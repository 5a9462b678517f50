use async_trait::async_trait;
use sea_orm::{ColumnTrait, DatabaseConnection, DbErr, EntityTrait, QueryFilter};
use serde::Serialize;

use crate::auth::AccountId;
use crate::cache::ListingQuery;
use crate::entity::{book, review};

/// Cached book listings.
#[derive(Debug, Clone, PartialEq, Eq, Serialize)]
pub enum BookListing {
    All,
    ByIsbn(String),
}

#[async_trait]
impl ListingQuery<DatabaseConnection> for BookListing {
    type Item = book::Model;

    fn operation(&self) -> &'static str {
        match self {
            BookListing::All => "books.all",
            BookListing::ByIsbn(_) => "books.by_isbn",
        }
    }

    async fn fetch(&self, db: &DatabaseConnection) -> Result<Vec<book::Model>, DbErr> {
        let query = book::Entity::find();
        let query = match self {
            BookListing::All => query,
            BookListing::ByIsbn(isbn) => query.filter(book::Column::Isbn.eq(isbn.as_str())),
        };
        query.all(db).await
    }
}

/// Cached review listings. Soft-deleted reviews never appear.
#[derive(Debug, Clone, PartialEq, Eq, Serialize)]
pub enum ReviewListing {
    All,
    ByAccount(AccountId),
    ByIsbn(String),
}

#[async_trait]
impl ListingQuery<DatabaseConnection> for ReviewListing {
    type Item = review::Model;

    fn operation(&self) -> &'static str {
        match self {
            ReviewListing::All => "reviews.all",
            ReviewListing::ByAccount(_) => "reviews.by_account",
            ReviewListing::ByIsbn(_) => "reviews.by_isbn",
        }
    }

    async fn fetch(&self, db: &DatabaseConnection) -> Result<Vec<review::Model>, DbErr> {
        let query = review::Entity::find().filter(review::Column::IsDeleted.eq(false));
        let query = match self {
            ReviewListing::All => query,
            ReviewListing::ByAccount(account_id) => {
                query.filter(review::Column::AccountId.eq(*account_id))
            }
            ReviewListing::ByIsbn(isbn) => query.filter(review::Column::Isbn.eq(isbn.as_str())),
        };
        query.all(db).await
    }
}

***

Could the data above be set down exactly, in full?

repository 5a9462b678517f50
use async_trait::async_trait;
use sea_orm::{ColumnTrait, DatabaseConnection, DbErr, EntityTrait, QueryFilter};
use serde::Serialize;

use crate::auth::AccountId;
use crate::cache::ListingQuery;
use crate::entity::{book, review};

/// Cached book listings.
#[derive(Debug, Clone, PartialEq, Eq, Serialize)]
pub enum BookListing {
    All,
    ByIsbn(String),
}

#[async_trait]
impl ListingQuery<DatabaseConnection> for BookListing {
    type Item = book::Model;

    fn operation(&self) -> &'static str {
        match self {
            BookListing::All => "books.all",
            BookListing::ByIsbn(_) => "books.by_isbn",
        }
    }

    async fn fetch(&self, db: &DatabaseConnection) -> Result<Vec<book::Model>, DbErr> {
        let query = book::Entity::find();
        let query = match self {
            BookListing::All => query,
            BookListing::ByIsbn(isbn) => query.filter(book::Column::Isbn.eq(isbn.as_str())),
        };
        query.all(db).await
    }
}

/// Cached review listings. Soft-deleted reviews never appear.
#[derive(Debug, Clone, PartialEq, Eq, Serialize)]
pub enum ReviewListing {
    All,
    ByAccount(AccountId),
    ByIsbn(String),
}

#[async_trait]
impl ListingQuery<DatabaseConnection> for ReviewListing {
    type Item = review::Model;

    fn operation(&self) -> &'static str {
        match self {
            ReviewListing::All => "reviews.all",
            ReviewListing::ByAccount(_) => "reviews.by_account",
            ReviewListing::ByIsbn(_) => "reviews.by_isbn",
        }
    }

    async fn fetch(&self, db: &DatabaseConnection) -> Result<Vec<review::Model>, DbErr> {
        let query = review::Entity::find().filter(review::Column::IsDeleted.eq(false));
        let query = match self {
            ReviewListing::All => query,
            ReviewListing::ByAccount(account_id) => {
                query.filter(review::Column::AccountId.eq(*account_id))
            }
            ReviewListing::ByIsbn(isbn) => query.filter(review::Column::Isbn.eq(isbn.as_str())),
        };
        query.all(db).await
    }
}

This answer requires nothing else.